* _Task statement_: Every line below from the one containing "filename src/view.rs" through the one containing "impl<T> DerefMut for" must be transcribed exactly. Omit all lines outside that stretch.

* _Records supplied_:
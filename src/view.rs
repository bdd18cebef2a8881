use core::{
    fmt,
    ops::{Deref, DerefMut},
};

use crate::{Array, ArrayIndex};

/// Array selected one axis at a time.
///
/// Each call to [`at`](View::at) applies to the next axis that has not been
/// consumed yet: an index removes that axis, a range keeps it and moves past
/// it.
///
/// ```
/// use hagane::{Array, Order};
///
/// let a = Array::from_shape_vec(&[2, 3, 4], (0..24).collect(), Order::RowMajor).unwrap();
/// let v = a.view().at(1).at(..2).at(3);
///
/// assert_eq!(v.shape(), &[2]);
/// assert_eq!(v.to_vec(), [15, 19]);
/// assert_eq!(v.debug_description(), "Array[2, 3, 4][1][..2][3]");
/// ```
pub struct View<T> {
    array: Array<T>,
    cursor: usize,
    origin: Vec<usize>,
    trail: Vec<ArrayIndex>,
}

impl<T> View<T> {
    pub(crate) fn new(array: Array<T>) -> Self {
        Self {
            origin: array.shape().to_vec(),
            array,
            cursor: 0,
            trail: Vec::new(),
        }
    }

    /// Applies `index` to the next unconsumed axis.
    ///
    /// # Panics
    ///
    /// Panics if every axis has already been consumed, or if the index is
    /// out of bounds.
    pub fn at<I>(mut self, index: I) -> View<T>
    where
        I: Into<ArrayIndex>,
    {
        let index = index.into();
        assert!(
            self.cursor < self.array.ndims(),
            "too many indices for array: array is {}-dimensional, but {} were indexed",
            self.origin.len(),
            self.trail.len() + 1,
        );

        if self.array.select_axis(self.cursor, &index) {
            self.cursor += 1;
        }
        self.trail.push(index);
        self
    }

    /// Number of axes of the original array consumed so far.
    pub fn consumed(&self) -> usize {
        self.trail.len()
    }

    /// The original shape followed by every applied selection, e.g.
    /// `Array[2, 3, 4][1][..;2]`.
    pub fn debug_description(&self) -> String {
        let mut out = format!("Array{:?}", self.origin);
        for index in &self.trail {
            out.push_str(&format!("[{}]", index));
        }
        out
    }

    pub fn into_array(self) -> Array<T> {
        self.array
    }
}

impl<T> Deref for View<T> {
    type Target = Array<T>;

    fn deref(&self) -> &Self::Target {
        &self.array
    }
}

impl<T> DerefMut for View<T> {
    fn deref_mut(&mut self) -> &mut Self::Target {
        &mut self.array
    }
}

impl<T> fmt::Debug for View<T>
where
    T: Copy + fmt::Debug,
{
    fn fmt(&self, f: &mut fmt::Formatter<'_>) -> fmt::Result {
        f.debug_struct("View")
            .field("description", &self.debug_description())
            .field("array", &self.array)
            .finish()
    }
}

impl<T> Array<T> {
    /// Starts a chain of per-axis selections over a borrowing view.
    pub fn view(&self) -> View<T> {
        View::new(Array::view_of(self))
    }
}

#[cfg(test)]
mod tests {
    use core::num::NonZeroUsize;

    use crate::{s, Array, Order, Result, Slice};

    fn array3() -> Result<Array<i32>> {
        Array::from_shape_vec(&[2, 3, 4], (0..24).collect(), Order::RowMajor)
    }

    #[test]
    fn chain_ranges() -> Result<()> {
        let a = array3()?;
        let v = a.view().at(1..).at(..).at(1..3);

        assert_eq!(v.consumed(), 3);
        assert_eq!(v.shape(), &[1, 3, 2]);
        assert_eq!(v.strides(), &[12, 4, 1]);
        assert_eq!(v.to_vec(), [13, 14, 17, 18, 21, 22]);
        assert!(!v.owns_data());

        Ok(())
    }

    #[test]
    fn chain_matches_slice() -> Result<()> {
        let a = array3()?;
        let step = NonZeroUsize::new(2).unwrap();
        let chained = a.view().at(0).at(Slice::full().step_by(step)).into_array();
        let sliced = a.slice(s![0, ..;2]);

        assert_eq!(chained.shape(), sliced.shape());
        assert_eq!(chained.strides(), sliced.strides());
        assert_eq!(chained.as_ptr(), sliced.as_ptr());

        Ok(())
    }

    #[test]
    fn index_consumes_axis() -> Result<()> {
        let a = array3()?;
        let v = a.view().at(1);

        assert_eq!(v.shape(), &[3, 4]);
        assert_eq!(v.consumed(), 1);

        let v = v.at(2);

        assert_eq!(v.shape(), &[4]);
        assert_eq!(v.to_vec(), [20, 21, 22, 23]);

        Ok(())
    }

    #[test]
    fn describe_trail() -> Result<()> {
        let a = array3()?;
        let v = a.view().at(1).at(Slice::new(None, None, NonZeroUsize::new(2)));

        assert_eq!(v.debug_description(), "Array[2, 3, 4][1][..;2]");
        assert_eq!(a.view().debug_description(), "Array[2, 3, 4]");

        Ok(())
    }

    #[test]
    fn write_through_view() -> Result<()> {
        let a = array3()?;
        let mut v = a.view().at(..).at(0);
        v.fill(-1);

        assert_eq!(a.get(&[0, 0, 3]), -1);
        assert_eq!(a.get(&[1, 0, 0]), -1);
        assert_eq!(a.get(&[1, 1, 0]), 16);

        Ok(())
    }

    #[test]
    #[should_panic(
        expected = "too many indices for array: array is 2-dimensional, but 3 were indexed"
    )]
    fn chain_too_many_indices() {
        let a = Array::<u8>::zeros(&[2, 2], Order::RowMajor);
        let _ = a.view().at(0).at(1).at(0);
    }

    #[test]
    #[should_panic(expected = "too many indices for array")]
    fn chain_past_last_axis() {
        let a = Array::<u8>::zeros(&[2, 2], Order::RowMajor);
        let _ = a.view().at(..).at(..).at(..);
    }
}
--
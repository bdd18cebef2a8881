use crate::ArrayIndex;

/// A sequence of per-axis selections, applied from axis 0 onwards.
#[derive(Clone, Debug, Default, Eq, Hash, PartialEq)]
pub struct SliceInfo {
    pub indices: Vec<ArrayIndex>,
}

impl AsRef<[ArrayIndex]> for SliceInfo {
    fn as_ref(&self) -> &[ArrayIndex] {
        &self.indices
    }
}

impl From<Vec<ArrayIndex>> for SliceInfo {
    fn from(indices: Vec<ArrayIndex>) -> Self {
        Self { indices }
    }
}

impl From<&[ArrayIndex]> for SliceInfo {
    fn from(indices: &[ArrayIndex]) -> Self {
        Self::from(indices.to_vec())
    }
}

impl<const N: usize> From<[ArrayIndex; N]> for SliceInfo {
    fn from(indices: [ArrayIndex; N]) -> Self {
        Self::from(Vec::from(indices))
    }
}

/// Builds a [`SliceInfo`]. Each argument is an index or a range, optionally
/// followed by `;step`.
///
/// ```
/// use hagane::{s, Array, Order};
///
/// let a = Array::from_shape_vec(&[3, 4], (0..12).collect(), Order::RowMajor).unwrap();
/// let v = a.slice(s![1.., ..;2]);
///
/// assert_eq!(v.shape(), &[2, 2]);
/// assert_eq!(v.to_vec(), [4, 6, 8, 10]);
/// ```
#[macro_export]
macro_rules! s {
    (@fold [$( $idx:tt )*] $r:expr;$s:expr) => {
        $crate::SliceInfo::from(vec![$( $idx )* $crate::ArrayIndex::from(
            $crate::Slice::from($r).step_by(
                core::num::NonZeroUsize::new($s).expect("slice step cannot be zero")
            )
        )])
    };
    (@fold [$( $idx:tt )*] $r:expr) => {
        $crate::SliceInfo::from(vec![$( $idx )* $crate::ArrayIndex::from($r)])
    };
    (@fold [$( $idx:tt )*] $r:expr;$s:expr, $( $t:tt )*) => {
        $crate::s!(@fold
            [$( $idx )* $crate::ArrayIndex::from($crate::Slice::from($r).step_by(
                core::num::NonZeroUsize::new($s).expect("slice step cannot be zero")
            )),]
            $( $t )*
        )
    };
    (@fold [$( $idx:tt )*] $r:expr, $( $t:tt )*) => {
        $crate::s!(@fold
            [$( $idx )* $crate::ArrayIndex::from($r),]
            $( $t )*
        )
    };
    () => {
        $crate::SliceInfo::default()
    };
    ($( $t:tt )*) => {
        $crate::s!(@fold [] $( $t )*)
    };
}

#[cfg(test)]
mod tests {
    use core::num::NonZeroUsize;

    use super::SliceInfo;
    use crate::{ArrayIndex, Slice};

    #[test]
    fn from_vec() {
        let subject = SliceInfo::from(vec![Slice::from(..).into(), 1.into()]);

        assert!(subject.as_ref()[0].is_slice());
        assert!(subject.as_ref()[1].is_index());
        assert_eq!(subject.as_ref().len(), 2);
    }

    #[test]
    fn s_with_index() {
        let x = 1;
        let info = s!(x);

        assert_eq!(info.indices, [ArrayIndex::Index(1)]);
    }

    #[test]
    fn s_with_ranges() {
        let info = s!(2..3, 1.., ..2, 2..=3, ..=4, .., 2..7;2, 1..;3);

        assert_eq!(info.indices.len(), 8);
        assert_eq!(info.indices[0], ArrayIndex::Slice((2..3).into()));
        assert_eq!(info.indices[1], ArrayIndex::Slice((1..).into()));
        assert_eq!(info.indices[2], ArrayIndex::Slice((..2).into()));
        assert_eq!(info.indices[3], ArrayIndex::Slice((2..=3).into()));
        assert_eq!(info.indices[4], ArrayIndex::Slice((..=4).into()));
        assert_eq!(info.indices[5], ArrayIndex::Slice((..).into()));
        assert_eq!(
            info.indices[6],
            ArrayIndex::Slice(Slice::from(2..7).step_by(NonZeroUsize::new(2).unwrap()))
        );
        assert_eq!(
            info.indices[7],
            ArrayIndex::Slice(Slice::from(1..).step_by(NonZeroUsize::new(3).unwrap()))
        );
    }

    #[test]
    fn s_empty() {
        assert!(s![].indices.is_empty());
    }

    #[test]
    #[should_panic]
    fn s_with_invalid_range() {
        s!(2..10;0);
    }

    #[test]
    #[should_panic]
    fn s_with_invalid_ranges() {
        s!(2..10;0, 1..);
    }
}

* _Output of the task_:
filename src/view.rs
repository bdd18cebef2a8881
use core::{
    fmt,
    ops::{Deref, DerefMut},
};

use crate::{Array, ArrayIndex};

/// Array selected one axis at a time.
///
/// Each call to [`at`](View::at) applies to the next axis that has not been
/// consumed yet: an index removes that axis, a range keeps it and moves past
/// it.
///
/// ```
/// use hagane::{Array, Order};
///
/// let a = Array::from_shape_vec(&[2, 3, 4], (0..24).collect(), Order::RowMajor).unwrap();
/// let v = a.view().at(1).at(..2).at(3);
///
/// assert_eq!(v.shape(), &[2]);
/// assert_eq!(v.to_vec(), [15, 19]);
/// assert_eq!(v.debug_description(), "Array[2, 3, 4][1][..2][3]");
/// ```
pub struct View<T> {
    array: Array<T>,
    cursor: usize,
    origin: Vec<usize>,
    trail: Vec<ArrayIndex>,
}

impl<T> View<T> {
    pub(crate) fn new(array: Array<T>) -> Self {
        Self {
            origin: array.shape().to_vec(),
            array,
            cursor: 0,
            trail: Vec::new(),
        }
    }

    /// Applies `index` to the next unconsumed axis.
    ///
    /// # Panics
    ///
    /// Panics if every axis has already been consumed, or if the index is
    /// out of bounds.
    pub fn at<I>(mut self, index: I) -> View<T>
    where
        I: Into<ArrayIndex>,
    {
        let index = index.into();
        assert!(
            self.cursor < self.array.ndims(),
            "too many indices for array: array is {}-dimensional, but {} were indexed",
            self.origin.len(),
            self.trail.len() + 1,
        );

        if self.array.select_axis(self.cursor, &index) {
            self.cursor += 1;
        }
        self.trail.push(index);
        self
    }

    /// Number of axes of the original array consumed so far.
    pub fn consumed(&self) -> usize {
        self.trail.len()
    }

    /// The original shape followed by every applied selection, e.g.
    /// `Array[2, 3, 4][1][..;2]`.
    pub fn debug_description(&self) -> String {
        let mut out = format!("Array{:?}", self.origin);
        for index in &self.trail {
            out.push_str(&format!("[{}]", index));
        }
        out
    }

    pub fn into_array(self) -> Array<T> {
        self.array
    }
}

impl<T> Deref for View<T> {
    type Target = Array<T>;

    fn deref(&self) -> &Self::Target {
        &self.array
    }
}

impl<T> DerefMut for View<T> {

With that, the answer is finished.